TASK TO COMPLETE: Go through the records and copy each line where the string "loaded" occurs.

----- MATERIAL SHOWN

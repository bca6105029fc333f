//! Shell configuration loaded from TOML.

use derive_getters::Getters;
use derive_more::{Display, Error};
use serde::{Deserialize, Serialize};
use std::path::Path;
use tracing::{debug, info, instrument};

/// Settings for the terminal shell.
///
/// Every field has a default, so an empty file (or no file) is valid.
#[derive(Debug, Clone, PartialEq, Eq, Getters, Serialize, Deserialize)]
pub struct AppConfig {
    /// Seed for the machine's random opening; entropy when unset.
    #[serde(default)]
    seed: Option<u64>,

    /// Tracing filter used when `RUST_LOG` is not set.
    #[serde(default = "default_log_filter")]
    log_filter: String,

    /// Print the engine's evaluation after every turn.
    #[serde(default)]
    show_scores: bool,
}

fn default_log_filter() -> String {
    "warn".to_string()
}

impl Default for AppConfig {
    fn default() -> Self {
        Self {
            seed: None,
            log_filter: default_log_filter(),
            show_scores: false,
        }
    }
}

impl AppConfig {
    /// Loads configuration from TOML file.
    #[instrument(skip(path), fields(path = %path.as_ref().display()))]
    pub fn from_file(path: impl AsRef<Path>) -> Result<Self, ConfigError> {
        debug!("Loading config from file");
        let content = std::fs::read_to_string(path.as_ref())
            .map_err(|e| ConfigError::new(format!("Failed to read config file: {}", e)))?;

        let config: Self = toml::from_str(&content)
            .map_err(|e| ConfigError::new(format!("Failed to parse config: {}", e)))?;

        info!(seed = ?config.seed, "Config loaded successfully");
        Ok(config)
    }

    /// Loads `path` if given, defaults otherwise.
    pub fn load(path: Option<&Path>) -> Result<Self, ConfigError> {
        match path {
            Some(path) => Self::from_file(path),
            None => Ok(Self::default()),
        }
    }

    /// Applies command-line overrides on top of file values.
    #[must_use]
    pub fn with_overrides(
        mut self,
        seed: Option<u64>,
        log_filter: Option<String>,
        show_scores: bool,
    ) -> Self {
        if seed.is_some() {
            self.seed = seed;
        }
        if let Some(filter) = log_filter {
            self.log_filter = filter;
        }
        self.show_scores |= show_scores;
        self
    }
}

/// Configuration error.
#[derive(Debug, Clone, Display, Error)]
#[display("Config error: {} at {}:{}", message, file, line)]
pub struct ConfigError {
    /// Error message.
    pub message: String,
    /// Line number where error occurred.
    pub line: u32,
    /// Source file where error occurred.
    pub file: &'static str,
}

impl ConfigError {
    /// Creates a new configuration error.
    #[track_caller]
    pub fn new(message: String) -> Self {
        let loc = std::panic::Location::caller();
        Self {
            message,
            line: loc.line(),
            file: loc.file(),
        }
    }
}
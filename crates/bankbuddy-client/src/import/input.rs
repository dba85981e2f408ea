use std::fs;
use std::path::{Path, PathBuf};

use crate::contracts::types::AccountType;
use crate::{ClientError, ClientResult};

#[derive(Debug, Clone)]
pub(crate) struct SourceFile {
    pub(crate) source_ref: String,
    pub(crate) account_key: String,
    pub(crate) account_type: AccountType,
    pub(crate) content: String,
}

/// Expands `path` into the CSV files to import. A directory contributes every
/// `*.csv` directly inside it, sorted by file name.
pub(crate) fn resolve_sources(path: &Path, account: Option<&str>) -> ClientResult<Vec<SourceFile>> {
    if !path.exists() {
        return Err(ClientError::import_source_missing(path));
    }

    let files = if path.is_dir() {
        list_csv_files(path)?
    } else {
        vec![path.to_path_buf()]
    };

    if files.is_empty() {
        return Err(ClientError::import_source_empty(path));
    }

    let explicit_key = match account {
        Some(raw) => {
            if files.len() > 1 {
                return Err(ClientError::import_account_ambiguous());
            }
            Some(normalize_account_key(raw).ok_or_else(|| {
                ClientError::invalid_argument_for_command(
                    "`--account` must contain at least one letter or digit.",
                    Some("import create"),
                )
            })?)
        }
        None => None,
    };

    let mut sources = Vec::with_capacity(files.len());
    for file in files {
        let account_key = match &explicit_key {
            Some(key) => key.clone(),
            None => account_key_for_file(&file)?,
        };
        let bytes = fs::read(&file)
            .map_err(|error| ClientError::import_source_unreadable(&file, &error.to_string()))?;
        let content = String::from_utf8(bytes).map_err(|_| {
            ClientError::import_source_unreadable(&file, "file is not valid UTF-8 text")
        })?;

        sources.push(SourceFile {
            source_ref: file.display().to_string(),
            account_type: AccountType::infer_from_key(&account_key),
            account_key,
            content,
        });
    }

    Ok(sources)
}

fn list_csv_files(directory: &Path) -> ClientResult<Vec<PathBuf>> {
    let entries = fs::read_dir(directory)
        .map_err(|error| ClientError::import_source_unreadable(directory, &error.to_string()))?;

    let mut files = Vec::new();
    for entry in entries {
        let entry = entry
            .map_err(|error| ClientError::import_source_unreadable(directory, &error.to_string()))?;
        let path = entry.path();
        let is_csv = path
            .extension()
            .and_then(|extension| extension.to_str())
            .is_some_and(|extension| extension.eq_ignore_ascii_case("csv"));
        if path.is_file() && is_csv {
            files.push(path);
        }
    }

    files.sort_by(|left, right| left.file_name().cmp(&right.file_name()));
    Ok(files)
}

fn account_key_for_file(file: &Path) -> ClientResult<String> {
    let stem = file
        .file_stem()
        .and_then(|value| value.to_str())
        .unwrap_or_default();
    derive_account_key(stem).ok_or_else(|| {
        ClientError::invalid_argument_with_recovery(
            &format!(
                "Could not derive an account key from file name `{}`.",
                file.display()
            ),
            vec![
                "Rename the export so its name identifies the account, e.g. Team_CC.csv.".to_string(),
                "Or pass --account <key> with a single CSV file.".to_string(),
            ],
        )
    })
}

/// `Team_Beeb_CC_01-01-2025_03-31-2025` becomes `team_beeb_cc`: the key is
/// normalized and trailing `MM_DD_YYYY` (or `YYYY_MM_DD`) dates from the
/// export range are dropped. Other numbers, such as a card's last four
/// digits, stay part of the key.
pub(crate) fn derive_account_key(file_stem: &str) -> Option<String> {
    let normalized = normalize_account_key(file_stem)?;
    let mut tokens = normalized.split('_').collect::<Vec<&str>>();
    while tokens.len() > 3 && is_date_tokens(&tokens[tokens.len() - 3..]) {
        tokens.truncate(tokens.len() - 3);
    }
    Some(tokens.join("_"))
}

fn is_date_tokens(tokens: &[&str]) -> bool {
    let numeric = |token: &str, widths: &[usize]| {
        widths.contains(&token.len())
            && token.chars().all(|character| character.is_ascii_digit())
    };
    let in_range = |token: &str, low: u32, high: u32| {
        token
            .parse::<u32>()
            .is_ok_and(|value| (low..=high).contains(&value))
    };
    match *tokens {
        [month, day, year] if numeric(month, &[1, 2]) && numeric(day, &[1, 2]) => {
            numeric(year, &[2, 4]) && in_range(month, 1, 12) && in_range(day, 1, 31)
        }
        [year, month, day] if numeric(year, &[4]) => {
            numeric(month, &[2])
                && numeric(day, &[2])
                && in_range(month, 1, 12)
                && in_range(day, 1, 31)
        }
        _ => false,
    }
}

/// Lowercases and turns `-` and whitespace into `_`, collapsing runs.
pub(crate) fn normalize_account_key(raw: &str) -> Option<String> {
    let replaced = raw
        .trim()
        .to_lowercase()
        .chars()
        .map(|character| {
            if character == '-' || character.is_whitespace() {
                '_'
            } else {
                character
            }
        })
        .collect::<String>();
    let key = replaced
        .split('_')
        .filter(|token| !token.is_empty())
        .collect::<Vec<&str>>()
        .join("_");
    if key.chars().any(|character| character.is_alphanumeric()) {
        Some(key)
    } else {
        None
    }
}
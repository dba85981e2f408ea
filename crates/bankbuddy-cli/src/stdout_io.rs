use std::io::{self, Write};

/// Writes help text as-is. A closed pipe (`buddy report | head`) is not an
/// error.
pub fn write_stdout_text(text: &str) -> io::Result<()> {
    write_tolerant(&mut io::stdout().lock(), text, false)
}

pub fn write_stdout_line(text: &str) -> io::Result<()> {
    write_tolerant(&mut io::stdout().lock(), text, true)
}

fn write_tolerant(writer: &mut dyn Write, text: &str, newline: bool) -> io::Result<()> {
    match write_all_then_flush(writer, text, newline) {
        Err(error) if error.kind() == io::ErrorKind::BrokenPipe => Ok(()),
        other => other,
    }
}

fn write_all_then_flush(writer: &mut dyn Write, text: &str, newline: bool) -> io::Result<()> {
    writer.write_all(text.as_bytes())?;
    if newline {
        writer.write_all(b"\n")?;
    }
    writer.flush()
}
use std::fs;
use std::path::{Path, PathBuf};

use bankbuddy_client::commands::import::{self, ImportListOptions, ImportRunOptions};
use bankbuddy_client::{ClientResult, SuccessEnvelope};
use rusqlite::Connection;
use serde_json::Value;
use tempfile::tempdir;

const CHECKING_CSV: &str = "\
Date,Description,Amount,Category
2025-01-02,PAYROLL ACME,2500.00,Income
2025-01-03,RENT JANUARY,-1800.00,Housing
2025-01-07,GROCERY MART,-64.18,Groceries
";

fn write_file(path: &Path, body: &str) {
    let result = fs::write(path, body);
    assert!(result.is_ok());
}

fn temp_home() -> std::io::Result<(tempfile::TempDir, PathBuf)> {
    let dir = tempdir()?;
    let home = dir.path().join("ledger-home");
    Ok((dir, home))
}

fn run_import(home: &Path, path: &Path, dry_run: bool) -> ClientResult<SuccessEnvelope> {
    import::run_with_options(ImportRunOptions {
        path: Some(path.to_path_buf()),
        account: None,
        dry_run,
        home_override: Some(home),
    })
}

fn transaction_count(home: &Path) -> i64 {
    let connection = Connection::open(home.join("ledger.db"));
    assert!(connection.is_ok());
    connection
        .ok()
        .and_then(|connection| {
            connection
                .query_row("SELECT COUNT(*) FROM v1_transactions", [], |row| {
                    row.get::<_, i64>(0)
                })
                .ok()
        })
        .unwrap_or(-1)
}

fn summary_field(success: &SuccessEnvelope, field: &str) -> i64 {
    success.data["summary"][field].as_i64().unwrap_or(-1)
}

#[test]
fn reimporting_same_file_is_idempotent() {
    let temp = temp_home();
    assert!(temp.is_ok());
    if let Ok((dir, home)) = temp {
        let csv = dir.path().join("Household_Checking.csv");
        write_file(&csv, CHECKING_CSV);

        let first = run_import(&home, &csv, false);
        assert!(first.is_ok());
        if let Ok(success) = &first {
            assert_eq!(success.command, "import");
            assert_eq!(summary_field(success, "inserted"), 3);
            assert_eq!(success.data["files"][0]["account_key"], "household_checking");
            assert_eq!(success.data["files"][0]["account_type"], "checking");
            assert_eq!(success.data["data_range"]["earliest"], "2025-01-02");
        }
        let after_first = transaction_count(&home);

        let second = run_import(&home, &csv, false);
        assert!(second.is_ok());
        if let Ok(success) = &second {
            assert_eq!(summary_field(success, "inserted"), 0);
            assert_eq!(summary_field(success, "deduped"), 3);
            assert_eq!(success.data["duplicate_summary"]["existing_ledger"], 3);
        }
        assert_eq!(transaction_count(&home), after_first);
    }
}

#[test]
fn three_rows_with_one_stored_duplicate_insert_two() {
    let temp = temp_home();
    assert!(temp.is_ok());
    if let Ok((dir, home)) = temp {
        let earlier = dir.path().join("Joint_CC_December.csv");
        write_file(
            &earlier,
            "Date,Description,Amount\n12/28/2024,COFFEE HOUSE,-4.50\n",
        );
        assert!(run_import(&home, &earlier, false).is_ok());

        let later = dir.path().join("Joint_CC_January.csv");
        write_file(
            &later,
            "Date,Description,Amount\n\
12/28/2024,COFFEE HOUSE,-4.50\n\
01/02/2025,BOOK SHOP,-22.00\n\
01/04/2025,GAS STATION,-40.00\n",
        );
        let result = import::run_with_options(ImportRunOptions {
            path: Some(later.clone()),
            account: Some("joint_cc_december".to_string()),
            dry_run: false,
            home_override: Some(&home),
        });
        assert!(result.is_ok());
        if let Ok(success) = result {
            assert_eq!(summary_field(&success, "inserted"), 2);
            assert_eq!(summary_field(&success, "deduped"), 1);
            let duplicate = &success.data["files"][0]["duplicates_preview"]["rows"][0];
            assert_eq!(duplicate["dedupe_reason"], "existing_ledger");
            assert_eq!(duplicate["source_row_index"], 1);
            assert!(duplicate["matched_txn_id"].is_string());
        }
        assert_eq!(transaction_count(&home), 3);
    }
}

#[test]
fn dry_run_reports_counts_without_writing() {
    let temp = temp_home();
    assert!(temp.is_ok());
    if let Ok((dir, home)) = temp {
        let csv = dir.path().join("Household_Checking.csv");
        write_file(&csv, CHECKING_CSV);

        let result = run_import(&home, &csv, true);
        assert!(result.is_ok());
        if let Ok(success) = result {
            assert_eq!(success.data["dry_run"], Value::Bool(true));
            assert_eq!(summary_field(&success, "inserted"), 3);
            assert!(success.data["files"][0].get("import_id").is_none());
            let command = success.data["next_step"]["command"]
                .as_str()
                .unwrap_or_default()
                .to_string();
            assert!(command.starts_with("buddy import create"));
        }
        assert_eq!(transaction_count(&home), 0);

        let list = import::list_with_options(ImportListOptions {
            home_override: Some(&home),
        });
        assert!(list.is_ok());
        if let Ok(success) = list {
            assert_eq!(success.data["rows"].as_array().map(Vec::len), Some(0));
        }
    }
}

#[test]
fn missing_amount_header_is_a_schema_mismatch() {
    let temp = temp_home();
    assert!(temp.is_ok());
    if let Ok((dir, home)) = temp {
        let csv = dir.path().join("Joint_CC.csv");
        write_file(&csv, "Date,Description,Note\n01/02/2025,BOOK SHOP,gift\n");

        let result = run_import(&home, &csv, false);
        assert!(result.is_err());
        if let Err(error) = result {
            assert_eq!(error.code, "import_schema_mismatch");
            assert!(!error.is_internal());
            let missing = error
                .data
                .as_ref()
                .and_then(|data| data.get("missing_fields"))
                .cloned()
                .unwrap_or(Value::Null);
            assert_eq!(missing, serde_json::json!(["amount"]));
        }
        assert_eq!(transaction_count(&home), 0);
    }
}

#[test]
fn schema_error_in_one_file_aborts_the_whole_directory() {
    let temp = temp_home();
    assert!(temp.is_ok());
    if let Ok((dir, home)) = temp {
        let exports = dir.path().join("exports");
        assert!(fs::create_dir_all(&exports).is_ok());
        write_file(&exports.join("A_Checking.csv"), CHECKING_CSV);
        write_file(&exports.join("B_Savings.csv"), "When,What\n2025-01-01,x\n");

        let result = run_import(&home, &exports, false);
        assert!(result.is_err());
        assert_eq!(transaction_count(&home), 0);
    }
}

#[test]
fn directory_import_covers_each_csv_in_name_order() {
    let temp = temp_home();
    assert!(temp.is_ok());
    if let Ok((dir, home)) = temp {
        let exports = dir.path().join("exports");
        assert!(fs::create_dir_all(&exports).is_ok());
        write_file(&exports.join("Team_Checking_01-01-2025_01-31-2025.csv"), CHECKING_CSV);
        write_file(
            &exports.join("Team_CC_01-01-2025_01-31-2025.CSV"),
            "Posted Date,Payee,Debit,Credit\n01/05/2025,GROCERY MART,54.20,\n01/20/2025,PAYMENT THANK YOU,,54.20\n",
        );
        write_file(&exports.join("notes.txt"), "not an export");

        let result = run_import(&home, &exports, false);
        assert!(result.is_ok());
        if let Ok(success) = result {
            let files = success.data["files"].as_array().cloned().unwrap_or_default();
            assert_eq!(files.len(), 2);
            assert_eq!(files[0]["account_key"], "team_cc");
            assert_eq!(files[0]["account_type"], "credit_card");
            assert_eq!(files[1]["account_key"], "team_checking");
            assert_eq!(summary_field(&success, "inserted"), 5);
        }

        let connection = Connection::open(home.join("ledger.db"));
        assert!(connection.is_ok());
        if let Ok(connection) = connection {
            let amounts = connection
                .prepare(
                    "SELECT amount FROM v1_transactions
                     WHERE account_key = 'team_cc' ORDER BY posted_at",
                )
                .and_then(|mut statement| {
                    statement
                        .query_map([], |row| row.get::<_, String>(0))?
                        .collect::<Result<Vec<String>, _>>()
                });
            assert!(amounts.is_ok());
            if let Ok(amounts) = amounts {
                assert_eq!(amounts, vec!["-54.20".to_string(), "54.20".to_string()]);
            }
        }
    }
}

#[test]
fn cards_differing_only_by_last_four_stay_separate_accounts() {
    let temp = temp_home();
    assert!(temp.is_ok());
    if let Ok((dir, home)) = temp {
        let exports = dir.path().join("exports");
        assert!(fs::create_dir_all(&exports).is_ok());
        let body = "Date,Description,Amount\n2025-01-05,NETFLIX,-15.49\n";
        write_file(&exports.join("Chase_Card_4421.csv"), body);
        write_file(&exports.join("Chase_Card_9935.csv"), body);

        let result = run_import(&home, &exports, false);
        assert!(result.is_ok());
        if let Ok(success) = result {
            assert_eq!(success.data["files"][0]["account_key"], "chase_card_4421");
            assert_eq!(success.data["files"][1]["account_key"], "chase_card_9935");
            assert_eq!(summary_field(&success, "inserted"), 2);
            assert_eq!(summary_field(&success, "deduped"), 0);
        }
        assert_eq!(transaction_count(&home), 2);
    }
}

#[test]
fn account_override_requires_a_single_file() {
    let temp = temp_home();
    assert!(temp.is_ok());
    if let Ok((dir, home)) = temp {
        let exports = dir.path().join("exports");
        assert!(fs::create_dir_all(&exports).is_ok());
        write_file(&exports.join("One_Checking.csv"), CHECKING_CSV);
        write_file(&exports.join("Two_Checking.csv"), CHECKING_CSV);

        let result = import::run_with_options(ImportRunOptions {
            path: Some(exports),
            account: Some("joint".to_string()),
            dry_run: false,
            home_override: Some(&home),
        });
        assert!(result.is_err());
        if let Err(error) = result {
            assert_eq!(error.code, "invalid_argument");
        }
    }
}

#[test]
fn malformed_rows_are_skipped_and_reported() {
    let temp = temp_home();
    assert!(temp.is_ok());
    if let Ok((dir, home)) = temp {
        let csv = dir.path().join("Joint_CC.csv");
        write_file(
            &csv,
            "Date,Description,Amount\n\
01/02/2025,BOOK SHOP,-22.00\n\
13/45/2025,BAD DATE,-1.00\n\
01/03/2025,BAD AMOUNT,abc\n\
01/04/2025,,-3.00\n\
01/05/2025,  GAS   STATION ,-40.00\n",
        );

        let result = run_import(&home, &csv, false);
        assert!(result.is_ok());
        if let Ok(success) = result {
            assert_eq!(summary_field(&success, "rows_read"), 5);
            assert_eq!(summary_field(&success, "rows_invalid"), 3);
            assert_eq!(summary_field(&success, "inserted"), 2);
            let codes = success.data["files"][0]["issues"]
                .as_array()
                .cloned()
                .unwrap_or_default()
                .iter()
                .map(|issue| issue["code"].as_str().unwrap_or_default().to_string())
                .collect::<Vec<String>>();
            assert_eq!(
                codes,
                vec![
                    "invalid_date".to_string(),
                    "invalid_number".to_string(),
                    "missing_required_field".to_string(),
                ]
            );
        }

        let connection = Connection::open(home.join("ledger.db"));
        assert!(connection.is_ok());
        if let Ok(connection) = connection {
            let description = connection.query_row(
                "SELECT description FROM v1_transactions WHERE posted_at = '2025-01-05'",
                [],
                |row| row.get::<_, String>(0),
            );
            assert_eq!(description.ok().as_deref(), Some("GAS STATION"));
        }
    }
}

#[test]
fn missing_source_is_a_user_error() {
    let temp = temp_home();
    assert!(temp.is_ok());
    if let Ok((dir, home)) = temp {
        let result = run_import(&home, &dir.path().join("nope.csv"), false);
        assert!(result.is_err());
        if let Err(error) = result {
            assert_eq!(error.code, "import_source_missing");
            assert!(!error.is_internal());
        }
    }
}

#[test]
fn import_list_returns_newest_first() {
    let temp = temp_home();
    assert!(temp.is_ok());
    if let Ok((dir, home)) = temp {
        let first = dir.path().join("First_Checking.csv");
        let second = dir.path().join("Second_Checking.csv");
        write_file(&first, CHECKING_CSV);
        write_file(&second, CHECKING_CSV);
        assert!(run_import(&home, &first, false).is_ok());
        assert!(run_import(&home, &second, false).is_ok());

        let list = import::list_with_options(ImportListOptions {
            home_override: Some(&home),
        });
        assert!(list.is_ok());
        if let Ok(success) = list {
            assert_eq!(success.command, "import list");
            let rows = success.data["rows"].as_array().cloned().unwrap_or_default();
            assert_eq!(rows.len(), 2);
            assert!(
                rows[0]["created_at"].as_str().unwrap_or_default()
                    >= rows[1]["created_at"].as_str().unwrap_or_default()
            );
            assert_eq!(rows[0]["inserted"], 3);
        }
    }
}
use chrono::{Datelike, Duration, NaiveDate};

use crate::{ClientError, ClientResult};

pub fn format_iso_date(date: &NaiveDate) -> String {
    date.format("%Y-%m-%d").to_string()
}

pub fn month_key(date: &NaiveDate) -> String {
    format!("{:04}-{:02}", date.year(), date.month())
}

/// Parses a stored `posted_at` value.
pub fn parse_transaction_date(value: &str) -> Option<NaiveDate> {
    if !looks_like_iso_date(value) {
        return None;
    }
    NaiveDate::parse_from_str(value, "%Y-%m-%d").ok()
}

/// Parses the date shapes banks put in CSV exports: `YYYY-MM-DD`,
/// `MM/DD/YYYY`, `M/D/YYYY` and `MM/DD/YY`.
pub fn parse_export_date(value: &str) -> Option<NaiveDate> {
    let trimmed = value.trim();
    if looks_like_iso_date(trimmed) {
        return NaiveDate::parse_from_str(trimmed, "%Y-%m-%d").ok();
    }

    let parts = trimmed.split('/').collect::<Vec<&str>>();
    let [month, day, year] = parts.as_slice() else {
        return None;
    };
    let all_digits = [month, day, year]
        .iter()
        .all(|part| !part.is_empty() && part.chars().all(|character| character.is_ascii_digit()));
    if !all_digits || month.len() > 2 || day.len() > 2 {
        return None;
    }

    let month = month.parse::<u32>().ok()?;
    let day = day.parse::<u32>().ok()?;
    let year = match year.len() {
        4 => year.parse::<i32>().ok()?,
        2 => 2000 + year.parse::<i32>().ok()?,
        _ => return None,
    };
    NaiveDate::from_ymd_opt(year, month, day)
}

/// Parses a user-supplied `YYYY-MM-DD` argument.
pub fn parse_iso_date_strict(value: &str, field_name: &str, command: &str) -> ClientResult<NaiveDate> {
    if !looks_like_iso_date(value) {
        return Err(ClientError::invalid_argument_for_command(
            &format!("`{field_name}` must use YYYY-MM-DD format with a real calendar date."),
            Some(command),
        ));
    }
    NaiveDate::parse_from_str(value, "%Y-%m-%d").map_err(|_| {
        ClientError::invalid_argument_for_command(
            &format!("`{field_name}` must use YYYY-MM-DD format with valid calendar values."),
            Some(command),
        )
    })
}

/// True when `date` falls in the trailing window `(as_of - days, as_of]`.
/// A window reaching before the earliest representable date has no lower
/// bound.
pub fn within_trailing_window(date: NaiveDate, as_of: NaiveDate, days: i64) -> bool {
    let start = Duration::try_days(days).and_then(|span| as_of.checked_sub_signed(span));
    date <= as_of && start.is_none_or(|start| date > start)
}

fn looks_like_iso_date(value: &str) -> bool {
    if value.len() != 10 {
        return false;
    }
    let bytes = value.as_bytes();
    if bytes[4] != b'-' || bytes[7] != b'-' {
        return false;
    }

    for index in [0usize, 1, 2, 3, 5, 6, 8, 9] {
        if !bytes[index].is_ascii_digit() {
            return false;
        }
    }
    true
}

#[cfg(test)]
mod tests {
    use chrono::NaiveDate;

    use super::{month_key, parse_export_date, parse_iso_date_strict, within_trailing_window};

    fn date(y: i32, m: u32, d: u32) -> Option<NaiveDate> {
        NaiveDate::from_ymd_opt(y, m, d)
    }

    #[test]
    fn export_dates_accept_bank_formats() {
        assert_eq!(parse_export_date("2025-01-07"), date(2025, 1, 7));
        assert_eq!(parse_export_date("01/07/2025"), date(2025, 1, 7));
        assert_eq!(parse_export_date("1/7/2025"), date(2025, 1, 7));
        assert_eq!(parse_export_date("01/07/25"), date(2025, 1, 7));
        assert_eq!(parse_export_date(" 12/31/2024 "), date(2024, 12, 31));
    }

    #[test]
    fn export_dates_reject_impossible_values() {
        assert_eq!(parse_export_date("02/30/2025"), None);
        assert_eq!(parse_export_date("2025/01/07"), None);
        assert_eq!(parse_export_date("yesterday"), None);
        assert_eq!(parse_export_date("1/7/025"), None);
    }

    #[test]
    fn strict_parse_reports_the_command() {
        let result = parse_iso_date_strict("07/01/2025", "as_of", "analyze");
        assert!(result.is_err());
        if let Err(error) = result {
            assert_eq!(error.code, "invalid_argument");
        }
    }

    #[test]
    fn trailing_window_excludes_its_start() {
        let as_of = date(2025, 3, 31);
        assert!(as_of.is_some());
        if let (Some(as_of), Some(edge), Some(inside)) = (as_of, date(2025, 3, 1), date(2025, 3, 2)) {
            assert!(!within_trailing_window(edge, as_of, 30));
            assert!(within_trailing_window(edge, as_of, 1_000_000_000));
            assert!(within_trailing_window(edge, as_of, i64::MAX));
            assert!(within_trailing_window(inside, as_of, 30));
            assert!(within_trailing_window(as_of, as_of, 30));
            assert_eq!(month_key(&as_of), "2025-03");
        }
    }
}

----------

RESULT OF THIS EXERCISE:
//! Shell configuration loaded from TOML.
        info!(seed = ?config.seed, "Config loaded successfully");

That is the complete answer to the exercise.